GIVEN INFORMATION below:

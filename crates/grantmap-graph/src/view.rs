use crate::geometry::{Rect, Vec2};
use serde::{Deserialize, Serialize};

pub const MIN_SCALE: f32 = 0.1;
pub const MAX_SCALE: f32 = 10.0;

/// Fallback used when the hosting surface cannot resolve its size to pixels.
pub const DEFAULT_VIEWPORT: Vec2 = Vec2 { x: 800.0, y: 600.0 };

/// Duration of the animated zoom reset.
pub const RESET_ANIMATION_MS: f32 = 750.0;

/// The viewport transform: `screen = translate + graph * scale`.
#[derive(Debug, Clone, Copy, PartialEq, Serialize, Deserialize)]
pub struct ViewTransform {
    pub translate: Vec2,
    pub scale: f32,
}

impl Default for ViewTransform {
    fn default() -> Self {
        Self {
            translate: Vec2::ZERO,
            scale: 1.0,
        }
    }
}

impl ViewTransform {
    pub fn new(translate: Vec2, scale: f32) -> Self {
        Self {
            translate,
            scale: scale.clamp(MIN_SCALE, MAX_SCALE),
        }
    }

    pub fn to_screen(&self, graph_pos: Vec2) -> Vec2 {
        self.translate + graph_pos * self.scale
    }

    pub fn to_graph(&self, screen_pos: Vec2) -> Vec2 {
        (screen_pos - self.translate) * (1.0 / self.scale)
    }

    /// Rescale about `focus` (screen coordinates) so the graph point under
    /// the focus stays put.
    pub fn zoomed_about(&self, factor: f32, focus: Vec2) -> Self {
        let scale = (self.scale * factor).clamp(MIN_SCALE, MAX_SCALE);
        let ratio = scale / self.scale;
        Self {
            translate: focus - (focus - self.translate) * ratio,
            scale,
        }
    }

    pub fn panned_by(&self, delta: Vec2) -> Self {
        Self {
            translate: self.translate + delta,
            scale: self.scale,
        }
    }

    /// Transform that fits `content` (already padded) into `viewport`,
    /// scaled down by `padding_factor` and capped at `max_scale`, with the
    /// content center mapped onto the viewport center.
    ///
    /// A missing content box (zero nodes) centers the graph origin on the
    /// viewport without any division.
    pub fn fit(content: Option<Rect>, viewport: Vec2, padding_factor: f32, max_scale: f32) -> Self {
        let viewport_center = viewport * 0.5;
        let Some(content) = content else {
            return Self {
                translate: viewport_center,
                scale: 1.0,
            };
        };

        let width = content.width();
        let height = content.height();
        if width <= 0.0 || height <= 0.0 {
            return Self {
                translate: viewport_center - content.center(),
                scale: 1.0,
            };
        }

        let scale = (viewport.x * padding_factor / width)
            .min(viewport.y * padding_factor / height)
            .min(max_scale)
            .clamp(MIN_SCALE, MAX_SCALE);

        Self {
            translate: viewport_center - content.center() * scale,
            scale,
        }
    }
}

/// Resolve the hosting surface's size to concrete pixels. Dimensions the
/// surface could not resolve (missing, non-finite, or non-positive) fall
/// back to the default instead of failing layout.
pub fn resolve_viewport(width: Option<f32>, height: Option<f32>) -> Vec2 {
    let resolve = |value: Option<f32>, fallback: f32| match value {
        Some(v) if v.is_finite() && v > 0.0 => v,
        _ => fallback,
    };
    Vec2::new(
        resolve(width, DEFAULT_VIEWPORT.x),
        resolve(height, DEFAULT_VIEWPORT.y),
    )
}

/// A fixed-duration interpolation between two view transforms, used by the
/// animated zoom reset.
#[derive(Debug, Clone, Copy, PartialEq)]
pub struct ViewAnimation {
    pub from: ViewTransform,
    pub to: ViewTransform,
    pub duration_ms: f32,
    elapsed_ms: f32,
}

impl ViewAnimation {
    pub fn new(from: ViewTransform, to: ViewTransform, duration_ms: f32) -> Self {
        Self {
            from,
            to,
            duration_ms: duration_ms.max(1.0),
            elapsed_ms: 0.0,
        }
    }

    /// Advance by `dt_ms` and return the transform for the new time.
    pub fn advance(&mut self, dt_ms: f32) -> ViewTransform {
        self.elapsed_ms = (self.elapsed_ms + dt_ms.max(0.0)).min(self.duration_ms);
        let t = ease_in_out_cubic(self.elapsed_ms / self.duration_ms);
        ViewTransform {
            translate: lerp(self.from.translate, self.to.translate, t),
            scale: self.from.scale + (self.to.scale - self.from.scale) * t,
        }
    }

    pub fn is_done(&self) -> bool {
        self.elapsed_ms >= self.duration_ms
    }
}

fn lerp(a: Vec2, b: Vec2, t: f32) -> Vec2 {
    a + (b - a) * t
}

fn ease_in_out_cubic(t: f32) -> f32 {
    if t < 0.5 {
        4.0 * t * t * t
    } else {
        let u = -2.0 * t + 2.0;
        1.0 - u * u * u / 2.0
    }
}
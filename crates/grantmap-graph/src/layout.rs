use crate::geometry::{Rect, Vec2};
use crate::model::{GraphModel, NodeIndex};
use grantmap_core::{LayoutStrategy, RankDirection};
use serde::{Deserialize, Serialize};
use std::collections::HashMap;

/// Parameters of one layout pass.
#[derive(Debug, Clone, PartialEq, Serialize, Deserialize)]
pub struct LayoutOptions {
    pub strategy: LayoutStrategy,
    pub direction: RankDirection,
    /// Fixed footprint every node is laid out (and collision-tested) with.
    pub footprint: Vec2,
    /// Gap between neighboring nodes within one rank.
    pub node_separation: f32,
    /// Gap between consecutive ranks.
    pub rank_separation: f32,
    /// Extra padding applied around the content bounding box.
    pub margin: f32,
}

impl Default for LayoutOptions {
    fn default() -> Self {
        Self {
            strategy: LayoutStrategy::default(),
            direction: RankDirection::default(),
            footprint: Vec2::new(200.0, 100.0),
            node_separation: 60.0,
            rank_separation: 160.0,
            margin: 40.0,
        }
    }
}

/// Assigns a center position to every node of a model. The engine treats the
/// implementation as opaque; nodes missing from the result default to the
/// origin.
pub trait Layouter {
    fn execute(&self, model: &GraphModel) -> HashMap<NodeIndex, Vec2>;
}

/// Pick the layouter for the configured strategy.
pub fn layouter_for(options: &LayoutOptions) -> Box<dyn Layouter> {
    match options.strategy {
        LayoutStrategy::Hierarchical => Box::new(HierarchicalLayouter {
            direction: options.direction,
            footprint: options.footprint,
            node_separation: options.node_separation,
            rank_separation: options.rank_separation,
        }),
        LayoutStrategy::GridScatter => Box::new(GridScatterLayouter {
            footprint: options.footprint,
            separation: options.node_separation,
        }),
    }
}

/// Rank-based hierarchical layouter: iterative longest-path ranking with
/// compression, two barycenter ordering sweeps, then centered placement of
/// each rank along the configured direction axis.
pub struct HierarchicalLayouter {
    pub direction: RankDirection,
    pub footprint: Vec2,
    pub node_separation: f32,
    pub rank_separation: f32,
}

impl HierarchicalLayouter {
    /// Upper bound on ranking relaxation rounds; cycles never converge.
    const MAX_RANKING_ITERATIONS: usize = 1000;

    fn assign_ranks(&self, model: &GraphModel) -> HashMap<NodeIndex, i32> {
        let mut ranks: HashMap<NodeIndex, i32> =
            model.node_indices().map(|idx| (idx, 0)).collect();

        let max_iterations = (model.node_count() + 2).min(Self::MAX_RANKING_ITERATIONS);
        let mut converged = false;
        for _ in 0..max_iterations {
            let mut changed = false;
            for edge in model.edges() {
                let source_rank = ranks[&edge.source_idx];
                let target_rank = ranks[&edge.target_idx];
                if target_rank <= source_rank {
                    ranks.insert(edge.target_idx, source_rank + 1);
                    changed = true;
                }
            }
            if !changed {
                converged = true;
                break;
            }
        }

        if !converged {
            tracing::warn!(
                "Rank assignment did not converge after {} iterations (cyclic graph)",
                max_iterations
            );
        }

        Self::compress_ranks(&mut ranks);
        ranks
    }

    fn compress_ranks(ranks: &mut HashMap<NodeIndex, i32>) {
        if ranks.is_empty() {
            return;
        }

        let mut unique_ranks: Vec<i32> = ranks.values().copied().collect();
        unique_ranks.sort_unstable();
        unique_ranks.dedup();

        let remap: HashMap<i32, i32> = unique_ranks
            .iter()
            .enumerate()
            .map(|(i, &rank)| (rank, i as i32))
            .collect();

        for rank in ranks.values_mut() {
            if let Some(new_rank) = remap.get(rank) {
                *rank = *new_rank;
            }
        }
    }

    fn build_layers(
        model: &GraphModel,
        ranks: &HashMap<NodeIndex, i32>,
    ) -> HashMap<i32, Vec<NodeIndex>> {
        let mut layers: HashMap<i32, Vec<NodeIndex>> = HashMap::new();
        for (&node, &rank) in ranks {
            layers.entry(rank).or_default().push(node);
        }

        for nodes in layers.values_mut() {
            nodes.sort_by(|a, b| {
                (&model[*a].name, &model[*a].id).cmp(&(&model[*b].name, &model[*b].id))
            });
        }

        layers
    }

    fn sorted_ranks(layers: &HashMap<i32, Vec<NodeIndex>>) -> Vec<i32> {
        let mut sorted: Vec<_> = layers.keys().copied().collect();
        sorted.sort_unstable();
        sorted
    }

    fn order_layer_by_barycenter(
        layer_nodes: &mut [NodeIndex],
        layer_coords: &HashMap<NodeIndex, f32>,
        neighbors: &HashMap<NodeIndex, Vec<NodeIndex>>,
    ) {
        let mut barycenters: HashMap<NodeIndex, f32> = HashMap::new();

        for &node_idx in layer_nodes.iter() {
            let mut sum = 0.0;
            let mut count = 0;
            if let Some(adjacent) = neighbors.get(&node_idx) {
                for neighbor in adjacent {
                    if let Some(&coord) = layer_coords.get(neighbor) {
                        sum += coord;
                        count += 1;
                    }
                }
            }

            let barycenter = if count > 0 {
                sum / count as f32
            } else {
                *layer_coords.get(&node_idx).unwrap_or(&0.0)
            };
            barycenters.insert(node_idx, barycenter);
        }

        layer_nodes.sort_by(|a, b| {
            barycenters
                .get(a)
                .unwrap_or(&0.0)
                .partial_cmp(barycenters.get(b).unwrap_or(&0.0))
                .unwrap_or(std::cmp::Ordering::Equal)
                .then(a.cmp(b))
        });
    }

    fn run_barycenter_passes(
        &self,
        model: &GraphModel,
        layers: &mut HashMap<i32, Vec<NodeIndex>>,
        sorted_ranks: &[i32],
    ) {
        let mut incoming: HashMap<NodeIndex, Vec<NodeIndex>> = HashMap::new();
        let mut outgoing: HashMap<NodeIndex, Vec<NodeIndex>> = HashMap::new();
        for edge in model.edges() {
            incoming.entry(edge.target_idx).or_default().push(edge.source_idx);
            outgoing.entry(edge.source_idx).or_default().push(edge.target_idx);
        }

        let cross_step = self.cross_extent() + self.node_separation;
        let mut layer_coords: HashMap<NodeIndex, f32> = HashMap::new();
        for rank in sorted_ranks {
            if let Some(layer_nodes) = layers.get(rank) {
                for (j, &node_idx) in layer_nodes.iter().enumerate() {
                    layer_coords.insert(node_idx, j as f32 * cross_step);
                }
            }
        }

        for _ in 0..2 {
            for &rank in sorted_ranks.iter().skip(1) {
                if let Some(layer_nodes) = layers.get_mut(&rank) {
                    Self::order_layer_by_barycenter(layer_nodes, &layer_coords, &incoming);
                    for (j, &node_idx) in layer_nodes.iter().enumerate() {
                        layer_coords.insert(node_idx, j as f32 * cross_step);
                    }
                }
            }

            for i in (0..sorted_ranks.len().saturating_sub(1)).rev() {
                let rank = sorted_ranks[i];
                if let Some(layer_nodes) = layers.get_mut(&rank) {
                    Self::order_layer_by_barycenter(layer_nodes, &layer_coords, &outgoing);
                    for (j, &node_idx) in layer_nodes.iter().enumerate() {
                        layer_coords.insert(node_idx, j as f32 * cross_step);
                    }
                }
            }
        }
    }

    /// Node extent across the rank axis (the axis nodes line up on within a
    /// rank).
    fn cross_extent(&self) -> f32 {
        if self.direction.is_horizontal() {
            self.footprint.y
        } else {
            self.footprint.x
        }
    }

    fn rank_extent(&self) -> f32 {
        if self.direction.is_horizontal() {
            self.footprint.x
        } else {
            self.footprint.y
        }
    }
}

impl Layouter for HierarchicalLayouter {
    fn execute(&self, model: &GraphModel) -> HashMap<NodeIndex, Vec2> {
        let mut positions = HashMap::new();
        if model.node_count() == 0 {
            return positions;
        }

        let ranks = self.assign_ranks(model);
        let mut layers = Self::build_layers(model, &ranks);
        let sorted_ranks = Self::sorted_ranks(&layers);
        self.run_barycenter_passes(model, &mut layers, &sorted_ranks);

        let cross_step = self.cross_extent() + self.node_separation;
        let rank_step = self.rank_extent() + self.rank_separation;
        let rank_sign = self.direction.rank_sign();

        for &rank in &sorted_ranks {
            let Some(layer_nodes) = layers.get(&rank) else {
                continue;
            };
            let extent = layer_nodes.len() as f32 * cross_step - self.node_separation;
            let mut cross = -extent * 0.5 + self.cross_extent() * 0.5;
            let rank_pos = rank_sign * rank as f32 * rank_step;

            for &node_idx in layer_nodes {
                let pos = if self.direction.is_horizontal() {
                    Vec2::new(rank_pos, cross)
                } else {
                    Vec2::new(cross, rank_pos)
                };
                positions.insert(node_idx, pos);
                cross += cross_step;
            }
        }

        positions
    }
}

/// Grid layouter with per-node jitter. Nodes are pre-spaced on a near-square
/// grid, so no collision avoidance applies; jitter keeps the scatter from
/// looking machine-stamped and stays well under half a cell.
pub struct GridScatterLayouter {
    pub footprint: Vec2,
    pub separation: f32,
}

impl Layouter for GridScatterLayouter {
    fn execute(&self, model: &GraphModel) -> HashMap<NodeIndex, Vec2> {
        let count = model.node_count();
        let mut positions = HashMap::new();
        if count == 0 {
            return positions;
        }

        let columns = (count as f32).sqrt().ceil() as usize;
        let cell = Vec2::new(
            self.footprint.x + self.separation,
            self.footprint.y + self.separation,
        );
        let jitter_amplitude = self.separation * 0.4;

        for (i, node_idx) in model.node_indices().enumerate() {
            let col = i % columns;
            let row = i / columns;
            let jitter = jitter_offset(model[node_idx].id.as_str(), jitter_amplitude);
            positions.insert(
                node_idx,
                Vec2::new(
                    col as f32 * cell.x + jitter.x,
                    row as f32 * cell.y + jitter.y,
                ),
            );
        }

        positions
    }
}

/// Deterministic per-node jitter derived from an FNV-1a hash of the id, in
/// (-amplitude, amplitude) on each axis.
fn jitter_offset(id: &str, amplitude: f32) -> Vec2 {
    let h = fnv1a(id.as_bytes());
    let unit_x = ((h & 0xffff) as f32 / 65535.0) * 2.0 - 1.0;
    let unit_y = (((h >> 16) & 0xffff) as f32 / 65535.0) * 2.0 - 1.0;
    Vec2::new(unit_x * amplitude, unit_y * amplitude)
}

fn fnv1a(bytes: &[u8]) -> u64 {
    let mut hash: u64 = 0xcbf2_9ce4_8422_2325;
    for &b in bytes {
        hash ^= b as u64;
        hash = hash.wrapping_mul(0x0000_0100_0000_01b3);
    }
    hash
}

/// Axis-aligned bounding box over all positioned nodes, each expanded by its
/// half footprint, padded by the configured margin. `None` for an empty model.
pub fn content_bounds(model: &GraphModel, options: &LayoutOptions) -> Option<Rect> {
    let mut bounds: Option<Rect> = None;
    for node in model.nodes() {
        let rect = Rect::from_center_size(node.pos, options.footprint);
        bounds = Some(match bounds {
            Some(acc) => acc.union(&rect),
            None => rect,
        });
    }
    bounds.map(|b| b.expand(options.margin))
}
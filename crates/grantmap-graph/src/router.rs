use crate::geometry::{CubicBezier, Rect, Vec2};
use crate::model::NodeIndex;
use serde::{Deserialize, Serialize};

/// Horizontal side of a node's bounding box an edge departs from or arrives
/// at. Chosen once per layout pass and held fixed while nodes are dragged, so
/// edges do not flip sides mid-drag.
#[derive(Debug, Clone, Copy, PartialEq, Eq, Serialize, Deserialize)]
pub enum ConnectionSide {
    Left,
    Right,
}

impl ConnectionSide {
    /// Outward x direction implied by the side.
    pub fn dir_x(self) -> f32 {
        match self {
            ConnectionSide::Left => -1.0,
            ConnectionSide::Right => 1.0,
        }
    }
}

/// Pick connection sides for an edge from the relative horizontal position of
/// the endpoint centers: a source left of its target exits right and the
/// target receives left, and the other way around otherwise.
pub fn connection_sides(source_center: Vec2, target_center: Vec2) -> (ConnectionSide, ConnectionSide) {
    if source_center.x < target_center.x {
        (ConnectionSide::Right, ConnectionSide::Left)
    } else {
        (ConnectionSide::Left, ConnectionSide::Right)
    }
}

/// Anchor point on the node boundary for the given side, at the vertical
/// center of the node.
pub fn anchor_point(center: Vec2, side: ConnectionSide, footprint: Vec2) -> Vec2 {
    Vec2::new(center.x + side.dir_x() * footprint.x * 0.5, center.y)
}

/// A routed curve, tagged with whether the detour fallback was taken. Only
/// non-detour curves carry the collision-free guarantee.
#[derive(Debug, Clone, Copy, PartialEq, Serialize, Deserialize)]
pub struct RoutedCurve {
    pub curve: CubicBezier,
    pub detour: bool,
}

/// An obstacle the router must steer around: any node other than the routed
/// edge's own endpoints.
#[derive(Debug, Clone, Copy)]
pub struct Obstacle {
    pub node: NodeIndex,
    pub center: Vec2,
}

#[derive(Debug, Clone)]
pub struct RouterConfig {
    /// Floor for the control-point offset. Also the degenerate-geometry
    /// guard: identical anchors still get a positive offset.
    pub min_control_offset: f32,
    pub max_control_offset: f32,
    /// Curvature multipliers tried in order; the first collision-free one
    /// wins.
    pub curvature_trials: Vec<f32>,
    /// Interior sample count per collision test (t = 1/(n+1) .. n/(n+1)).
    pub collision_samples: usize,
    /// Vertical displacement of the detour midpoint, in node heights.
    pub detour_rise: f32,
}

impl Default for RouterConfig {
    fn default() -> Self {
        Self {
            min_control_offset: 120.0,
            max_control_offset: 200.0,
            curvature_trials: vec![0.3, 0.5, 0.7, 0.9, 1.2],
            collision_samples: 18,
            detour_rise: 1.5,
        }
    }
}

impl RouterConfig {
    /// The tighter offset band used by compact layouts.
    pub fn compact() -> Self {
        Self {
            min_control_offset: 8.0,
            max_control_offset: 100.0,
            ..Self::default()
        }
    }
}

/// Router for collision-aware edge curves between positioned nodes.
#[derive(Debug, Clone, Default)]
pub struct CurveRouter {
    pub config: RouterConfig,
}

impl CurveRouter {
    pub fn new(config: RouterConfig) -> Self {
        Self { config }
    }

    /// Route one edge from `start` to `end` (anchor points on the node
    /// boundaries), steering around every obstacle except the edge's own
    /// `source` and `target`. All obstacles share the `footprint` extent.
    ///
    /// Curvature options are tried in configured order and the first one
    /// whose sampled interior stays outside every obstacle rectangle is
    /// returned immediately. When none qualifies the unconditional detour is
    /// returned instead; it is not collision-checked.
    #[allow(clippy::too_many_arguments)]
    pub fn route(
        &self,
        start: Vec2,
        end: Vec2,
        source_side: ConnectionSide,
        target_side: ConnectionSide,
        obstacles: &[Obstacle],
        footprint: Vec2,
        source: NodeIndex,
        target: NodeIndex,
    ) -> RoutedCurve {
        let control_offset = self.control_offset(start, end);

        for &trial in &self.config.curvature_trials {
            let reach = control_offset * trial;
            let curve = CubicBezier {
                start,
                control1: Vec2::new(start.x + source_side.dir_x() * reach, start.y),
                control2: Vec2::new(end.x + target_side.dir_x() * reach, end.y),
                end,
            };
            if !self.collides(&curve, obstacles, footprint, source, target) {
                return RoutedCurve {
                    curve,
                    detour: false,
                };
            }
        }

        RoutedCurve {
            curve: self.detour_curve(start, end, source_side, target_side, footprint),
            detour: true,
        }
    }

    /// Base control offset: half the horizontal anchor distance, clamped to
    /// the configured band. The floor keeps zero-distance anchors from
    /// collapsing the curve onto itself.
    fn control_offset(&self, start: Vec2, end: Vec2) -> f32 {
        let dx = (end.x - start.x).abs();
        (dx * 0.5).clamp(self.config.min_control_offset, self.config.max_control_offset)
    }

    /// Sample the curve interior and test each point against every obstacle
    /// footprint, skipping the edge's own endpoints.
    fn collides(
        &self,
        curve: &CubicBezier,
        obstacles: &[Obstacle],
        footprint: Vec2,
        source: NodeIndex,
        target: NodeIndex,
    ) -> bool {
        let samples = self.config.collision_samples.max(1);
        for i in 1..=samples {
            let t = i as f32 / (samples + 1) as f32;
            let point = curve.sample(t);
            for obstacle in obstacles {
                if obstacle.node == source || obstacle.node == target {
                    continue;
                }
                let rect = Rect::from_center_size(obstacle.center, footprint);
                if rect.contains(point) {
                    return true;
                }
            }
        }
        false
    }

    /// Escape-hatch route: lift the midpoint by `detour_rise` node heights
    /// away from the congested side (opposite the vertical travel direction;
    /// level edges route upward) and pin both control points to that height,
    /// one node width out from each anchor.
    fn detour_curve(
        &self,
        start: Vec2,
        end: Vec2,
        source_side: ConnectionSide,
        target_side: ConnectionSide,
        footprint: Vec2,
    ) -> CubicBezier {
        let rise_sign = if end.y - start.y >= 0.0 { -1.0 } else { 1.0 };
        let mid_y = (start.y + end.y) * 0.5 + rise_sign * self.config.detour_rise * footprint.y;

        CubicBezier {
            start,
            control1: Vec2::new(start.x + source_side.dir_x() * footprint.x, mid_y),
            control2: Vec2::new(end.x + target_side.dir_x() * footprint.x, mid_y),
            end,
        }
    }
}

End of GIVEN INFORMATION.

▶ WORK ORDER: Which lines above contain the word "positioned"? List them.

▶ REPLY:
/// Axis-aligned bounding box over all positioned nodes, each expanded by its
/// Router for collision-aware edge curves between positioned nodes.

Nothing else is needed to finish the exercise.